Only lines holding the word "ScriptWriter" are wanted. Copy them from the listing below.

────────────────────────────────────────

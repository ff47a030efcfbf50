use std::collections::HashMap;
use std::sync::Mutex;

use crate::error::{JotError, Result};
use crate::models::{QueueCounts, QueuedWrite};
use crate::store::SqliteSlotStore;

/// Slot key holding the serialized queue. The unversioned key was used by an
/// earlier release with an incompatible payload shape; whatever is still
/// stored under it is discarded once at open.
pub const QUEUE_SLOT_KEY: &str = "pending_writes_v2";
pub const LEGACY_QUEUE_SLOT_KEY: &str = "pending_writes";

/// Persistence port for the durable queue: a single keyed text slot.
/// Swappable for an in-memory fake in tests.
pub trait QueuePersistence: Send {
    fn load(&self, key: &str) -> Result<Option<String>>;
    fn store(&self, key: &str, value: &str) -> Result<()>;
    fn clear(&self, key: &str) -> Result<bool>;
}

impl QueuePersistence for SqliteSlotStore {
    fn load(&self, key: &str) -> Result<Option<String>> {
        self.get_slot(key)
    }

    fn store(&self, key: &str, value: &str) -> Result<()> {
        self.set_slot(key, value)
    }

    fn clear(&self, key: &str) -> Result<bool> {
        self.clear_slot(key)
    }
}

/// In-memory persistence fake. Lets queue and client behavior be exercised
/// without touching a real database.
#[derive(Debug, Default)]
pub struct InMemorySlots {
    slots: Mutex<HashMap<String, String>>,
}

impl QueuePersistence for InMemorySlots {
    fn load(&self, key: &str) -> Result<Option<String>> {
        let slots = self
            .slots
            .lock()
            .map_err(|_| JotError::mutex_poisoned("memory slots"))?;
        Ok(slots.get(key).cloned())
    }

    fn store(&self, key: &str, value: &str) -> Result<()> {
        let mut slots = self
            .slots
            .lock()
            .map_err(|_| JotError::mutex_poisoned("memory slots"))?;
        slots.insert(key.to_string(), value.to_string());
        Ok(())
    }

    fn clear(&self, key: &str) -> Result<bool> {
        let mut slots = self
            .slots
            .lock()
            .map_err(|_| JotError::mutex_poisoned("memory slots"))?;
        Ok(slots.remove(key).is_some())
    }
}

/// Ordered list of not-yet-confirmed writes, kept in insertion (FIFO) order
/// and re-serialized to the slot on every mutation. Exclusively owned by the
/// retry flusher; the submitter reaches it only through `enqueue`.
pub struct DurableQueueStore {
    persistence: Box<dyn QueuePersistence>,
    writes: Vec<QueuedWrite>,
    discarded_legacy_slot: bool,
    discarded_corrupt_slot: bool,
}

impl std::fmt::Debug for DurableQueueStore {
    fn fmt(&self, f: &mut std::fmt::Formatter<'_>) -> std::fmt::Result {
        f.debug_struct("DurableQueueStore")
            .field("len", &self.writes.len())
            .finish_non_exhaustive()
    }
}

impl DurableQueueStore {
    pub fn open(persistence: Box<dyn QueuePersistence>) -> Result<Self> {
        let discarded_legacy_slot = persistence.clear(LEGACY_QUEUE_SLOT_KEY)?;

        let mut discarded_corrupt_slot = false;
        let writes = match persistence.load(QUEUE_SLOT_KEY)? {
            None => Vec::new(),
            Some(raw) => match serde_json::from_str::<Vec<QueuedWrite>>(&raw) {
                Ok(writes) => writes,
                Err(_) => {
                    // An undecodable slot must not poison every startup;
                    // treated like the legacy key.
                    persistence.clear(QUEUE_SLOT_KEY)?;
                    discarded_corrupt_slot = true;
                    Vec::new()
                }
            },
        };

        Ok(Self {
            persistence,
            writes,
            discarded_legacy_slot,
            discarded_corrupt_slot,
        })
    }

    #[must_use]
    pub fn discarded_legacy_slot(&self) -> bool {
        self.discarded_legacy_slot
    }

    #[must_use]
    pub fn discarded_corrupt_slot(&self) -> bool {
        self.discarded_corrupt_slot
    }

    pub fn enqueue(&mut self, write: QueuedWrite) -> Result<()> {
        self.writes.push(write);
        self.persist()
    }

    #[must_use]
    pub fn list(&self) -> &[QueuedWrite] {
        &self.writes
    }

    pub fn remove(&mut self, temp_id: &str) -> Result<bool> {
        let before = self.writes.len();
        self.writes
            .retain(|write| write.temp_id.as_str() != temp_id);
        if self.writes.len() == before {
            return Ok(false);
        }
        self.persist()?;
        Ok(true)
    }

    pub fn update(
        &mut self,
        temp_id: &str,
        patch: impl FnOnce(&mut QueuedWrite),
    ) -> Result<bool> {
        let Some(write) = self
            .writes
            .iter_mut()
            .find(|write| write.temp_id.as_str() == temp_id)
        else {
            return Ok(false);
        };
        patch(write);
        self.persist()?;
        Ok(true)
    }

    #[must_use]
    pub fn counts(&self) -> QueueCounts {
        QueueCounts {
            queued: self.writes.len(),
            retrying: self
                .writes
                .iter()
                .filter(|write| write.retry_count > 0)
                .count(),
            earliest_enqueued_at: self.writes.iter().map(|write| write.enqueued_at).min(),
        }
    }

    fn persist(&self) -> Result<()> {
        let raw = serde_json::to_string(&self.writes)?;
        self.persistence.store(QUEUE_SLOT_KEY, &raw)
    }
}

────────────────────────────────────────

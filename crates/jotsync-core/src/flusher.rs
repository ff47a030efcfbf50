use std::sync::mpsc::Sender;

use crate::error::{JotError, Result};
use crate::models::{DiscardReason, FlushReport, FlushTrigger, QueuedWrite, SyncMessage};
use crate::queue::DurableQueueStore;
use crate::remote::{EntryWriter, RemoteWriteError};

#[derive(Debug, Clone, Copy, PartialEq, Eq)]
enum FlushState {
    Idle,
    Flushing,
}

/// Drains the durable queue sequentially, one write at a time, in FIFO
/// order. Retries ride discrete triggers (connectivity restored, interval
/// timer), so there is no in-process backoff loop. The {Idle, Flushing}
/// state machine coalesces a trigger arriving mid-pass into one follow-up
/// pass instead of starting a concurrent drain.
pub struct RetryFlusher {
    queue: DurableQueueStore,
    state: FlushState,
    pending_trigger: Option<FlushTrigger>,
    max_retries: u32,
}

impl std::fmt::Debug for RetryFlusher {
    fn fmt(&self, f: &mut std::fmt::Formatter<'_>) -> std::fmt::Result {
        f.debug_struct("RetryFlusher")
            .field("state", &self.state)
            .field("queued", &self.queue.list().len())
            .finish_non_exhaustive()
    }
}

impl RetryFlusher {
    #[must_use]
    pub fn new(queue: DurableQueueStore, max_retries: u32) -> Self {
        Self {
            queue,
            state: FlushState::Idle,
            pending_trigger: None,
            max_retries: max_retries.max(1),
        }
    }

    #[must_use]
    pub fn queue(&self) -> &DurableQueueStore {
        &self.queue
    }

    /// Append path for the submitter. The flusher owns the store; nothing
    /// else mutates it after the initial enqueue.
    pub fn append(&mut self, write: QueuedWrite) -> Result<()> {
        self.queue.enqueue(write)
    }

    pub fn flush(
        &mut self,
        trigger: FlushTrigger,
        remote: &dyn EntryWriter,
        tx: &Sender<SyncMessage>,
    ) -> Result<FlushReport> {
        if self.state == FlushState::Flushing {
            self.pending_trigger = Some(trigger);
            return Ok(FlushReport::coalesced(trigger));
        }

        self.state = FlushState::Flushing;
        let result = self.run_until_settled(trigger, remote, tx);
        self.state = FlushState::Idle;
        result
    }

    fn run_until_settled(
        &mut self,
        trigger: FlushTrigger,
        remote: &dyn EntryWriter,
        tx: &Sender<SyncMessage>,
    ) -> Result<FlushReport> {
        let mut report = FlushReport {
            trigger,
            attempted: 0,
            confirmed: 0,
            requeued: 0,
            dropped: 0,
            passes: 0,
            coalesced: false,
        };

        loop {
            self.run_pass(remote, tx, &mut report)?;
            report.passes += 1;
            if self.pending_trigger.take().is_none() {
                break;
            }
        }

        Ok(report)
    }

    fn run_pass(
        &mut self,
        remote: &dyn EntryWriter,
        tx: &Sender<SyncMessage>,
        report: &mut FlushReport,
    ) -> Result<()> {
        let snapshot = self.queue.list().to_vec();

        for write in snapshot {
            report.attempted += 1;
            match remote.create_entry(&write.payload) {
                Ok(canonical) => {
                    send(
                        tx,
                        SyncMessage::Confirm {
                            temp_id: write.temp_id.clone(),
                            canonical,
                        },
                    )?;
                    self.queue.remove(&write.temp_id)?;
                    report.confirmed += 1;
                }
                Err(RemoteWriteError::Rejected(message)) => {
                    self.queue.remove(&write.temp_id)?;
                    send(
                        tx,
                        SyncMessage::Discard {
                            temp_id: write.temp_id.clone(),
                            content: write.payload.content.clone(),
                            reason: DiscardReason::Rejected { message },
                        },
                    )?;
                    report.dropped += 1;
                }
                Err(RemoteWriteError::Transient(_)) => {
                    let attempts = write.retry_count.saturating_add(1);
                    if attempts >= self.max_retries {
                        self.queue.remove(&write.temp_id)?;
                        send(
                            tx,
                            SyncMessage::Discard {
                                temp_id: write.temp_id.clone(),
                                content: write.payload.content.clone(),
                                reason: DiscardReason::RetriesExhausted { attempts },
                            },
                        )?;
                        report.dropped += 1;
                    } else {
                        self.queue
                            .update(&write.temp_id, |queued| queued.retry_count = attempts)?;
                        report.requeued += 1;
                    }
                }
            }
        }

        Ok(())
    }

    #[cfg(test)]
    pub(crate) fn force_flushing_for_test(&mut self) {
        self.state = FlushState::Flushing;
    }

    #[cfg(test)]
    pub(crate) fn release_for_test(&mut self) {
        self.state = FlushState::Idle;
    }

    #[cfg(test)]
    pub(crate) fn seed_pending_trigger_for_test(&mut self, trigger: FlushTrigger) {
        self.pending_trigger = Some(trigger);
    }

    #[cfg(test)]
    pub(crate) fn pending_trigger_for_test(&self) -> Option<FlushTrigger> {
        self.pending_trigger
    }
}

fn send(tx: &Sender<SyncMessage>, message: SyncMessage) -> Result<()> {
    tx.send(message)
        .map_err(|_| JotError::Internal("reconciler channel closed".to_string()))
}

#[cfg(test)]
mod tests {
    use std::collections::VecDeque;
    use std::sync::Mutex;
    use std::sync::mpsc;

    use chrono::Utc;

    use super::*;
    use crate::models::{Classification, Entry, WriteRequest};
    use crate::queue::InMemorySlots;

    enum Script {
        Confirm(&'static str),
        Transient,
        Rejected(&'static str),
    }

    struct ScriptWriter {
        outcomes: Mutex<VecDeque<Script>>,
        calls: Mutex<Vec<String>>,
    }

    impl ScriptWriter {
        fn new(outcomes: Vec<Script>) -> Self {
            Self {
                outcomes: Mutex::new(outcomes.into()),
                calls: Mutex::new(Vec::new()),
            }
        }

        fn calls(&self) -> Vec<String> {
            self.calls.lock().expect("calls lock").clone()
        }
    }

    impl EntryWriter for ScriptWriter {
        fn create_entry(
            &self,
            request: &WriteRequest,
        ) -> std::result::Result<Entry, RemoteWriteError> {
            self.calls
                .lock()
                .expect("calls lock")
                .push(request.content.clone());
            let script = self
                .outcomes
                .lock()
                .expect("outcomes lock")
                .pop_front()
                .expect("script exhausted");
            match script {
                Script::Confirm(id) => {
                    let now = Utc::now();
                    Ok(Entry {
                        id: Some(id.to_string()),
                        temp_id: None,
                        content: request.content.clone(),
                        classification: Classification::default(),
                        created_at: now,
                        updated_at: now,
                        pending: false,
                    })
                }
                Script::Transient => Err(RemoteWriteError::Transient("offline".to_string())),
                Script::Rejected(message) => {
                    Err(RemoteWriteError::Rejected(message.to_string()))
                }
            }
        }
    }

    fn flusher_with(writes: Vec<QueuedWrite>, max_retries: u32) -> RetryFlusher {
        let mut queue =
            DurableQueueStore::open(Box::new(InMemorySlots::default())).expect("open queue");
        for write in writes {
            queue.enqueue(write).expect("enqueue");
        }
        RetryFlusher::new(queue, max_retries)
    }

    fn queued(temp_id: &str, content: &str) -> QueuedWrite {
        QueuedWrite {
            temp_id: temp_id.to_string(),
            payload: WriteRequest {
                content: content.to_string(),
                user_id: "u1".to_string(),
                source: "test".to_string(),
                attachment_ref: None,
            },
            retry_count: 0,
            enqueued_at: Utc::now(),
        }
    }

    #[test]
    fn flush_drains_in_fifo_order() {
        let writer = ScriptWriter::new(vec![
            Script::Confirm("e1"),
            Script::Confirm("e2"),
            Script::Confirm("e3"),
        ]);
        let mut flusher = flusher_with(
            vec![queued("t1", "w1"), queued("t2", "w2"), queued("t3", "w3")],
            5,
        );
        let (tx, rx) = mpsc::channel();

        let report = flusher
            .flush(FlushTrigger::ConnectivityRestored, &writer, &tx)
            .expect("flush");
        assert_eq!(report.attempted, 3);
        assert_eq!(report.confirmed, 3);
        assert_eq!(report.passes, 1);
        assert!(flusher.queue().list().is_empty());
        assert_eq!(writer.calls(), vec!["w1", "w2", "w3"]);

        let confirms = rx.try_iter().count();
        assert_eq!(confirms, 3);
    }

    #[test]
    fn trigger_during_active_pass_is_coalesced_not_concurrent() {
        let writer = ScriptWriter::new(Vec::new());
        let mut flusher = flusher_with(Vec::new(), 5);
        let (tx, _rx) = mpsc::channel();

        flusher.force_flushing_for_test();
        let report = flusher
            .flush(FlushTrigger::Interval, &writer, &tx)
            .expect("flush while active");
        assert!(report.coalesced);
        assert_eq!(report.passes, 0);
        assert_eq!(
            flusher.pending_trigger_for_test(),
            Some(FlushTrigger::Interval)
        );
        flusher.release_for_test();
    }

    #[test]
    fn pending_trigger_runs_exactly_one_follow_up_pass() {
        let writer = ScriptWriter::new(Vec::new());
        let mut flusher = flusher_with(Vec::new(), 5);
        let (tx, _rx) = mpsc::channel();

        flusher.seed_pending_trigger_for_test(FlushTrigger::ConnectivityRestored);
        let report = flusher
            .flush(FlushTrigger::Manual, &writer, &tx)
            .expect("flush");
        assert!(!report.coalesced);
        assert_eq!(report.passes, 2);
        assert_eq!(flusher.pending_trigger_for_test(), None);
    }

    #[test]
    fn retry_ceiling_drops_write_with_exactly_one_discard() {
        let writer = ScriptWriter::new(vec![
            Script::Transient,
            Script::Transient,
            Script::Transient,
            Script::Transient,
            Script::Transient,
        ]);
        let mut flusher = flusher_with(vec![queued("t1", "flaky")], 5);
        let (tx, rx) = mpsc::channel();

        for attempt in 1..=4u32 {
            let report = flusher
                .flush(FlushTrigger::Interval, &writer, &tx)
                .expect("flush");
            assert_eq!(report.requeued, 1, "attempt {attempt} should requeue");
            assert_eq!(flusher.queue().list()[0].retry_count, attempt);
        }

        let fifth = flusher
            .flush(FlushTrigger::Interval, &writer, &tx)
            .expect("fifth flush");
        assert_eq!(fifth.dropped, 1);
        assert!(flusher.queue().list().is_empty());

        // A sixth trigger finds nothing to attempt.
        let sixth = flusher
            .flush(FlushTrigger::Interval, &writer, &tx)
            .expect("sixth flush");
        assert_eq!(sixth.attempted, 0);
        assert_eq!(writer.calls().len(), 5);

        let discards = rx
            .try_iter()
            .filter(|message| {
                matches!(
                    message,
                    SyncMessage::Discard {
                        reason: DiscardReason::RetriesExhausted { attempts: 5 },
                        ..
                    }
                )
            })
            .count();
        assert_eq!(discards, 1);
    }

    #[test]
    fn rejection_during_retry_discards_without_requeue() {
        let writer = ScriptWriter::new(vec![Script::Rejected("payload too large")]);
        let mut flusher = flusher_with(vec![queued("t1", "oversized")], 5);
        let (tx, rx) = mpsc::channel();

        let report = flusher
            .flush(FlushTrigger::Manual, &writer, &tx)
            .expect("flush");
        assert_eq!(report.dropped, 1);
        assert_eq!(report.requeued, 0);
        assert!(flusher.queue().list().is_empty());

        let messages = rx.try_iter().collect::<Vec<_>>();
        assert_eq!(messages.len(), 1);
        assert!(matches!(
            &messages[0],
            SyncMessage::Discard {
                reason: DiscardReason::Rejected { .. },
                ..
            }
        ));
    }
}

────────────────────────────────────────

• [Written solution]
    struct ScriptWriter {
    impl ScriptWriter {
    impl EntryWriter for ScriptWriter {
        let writer = ScriptWriter::new(vec![
        let writer = ScriptWriter::new(Vec::new());
        let writer = ScriptWriter::new(Vec::new());
        let writer = ScriptWriter::new(vec![
        let writer = ScriptWriter::new(vec![Script::Rejected("payload too large")]);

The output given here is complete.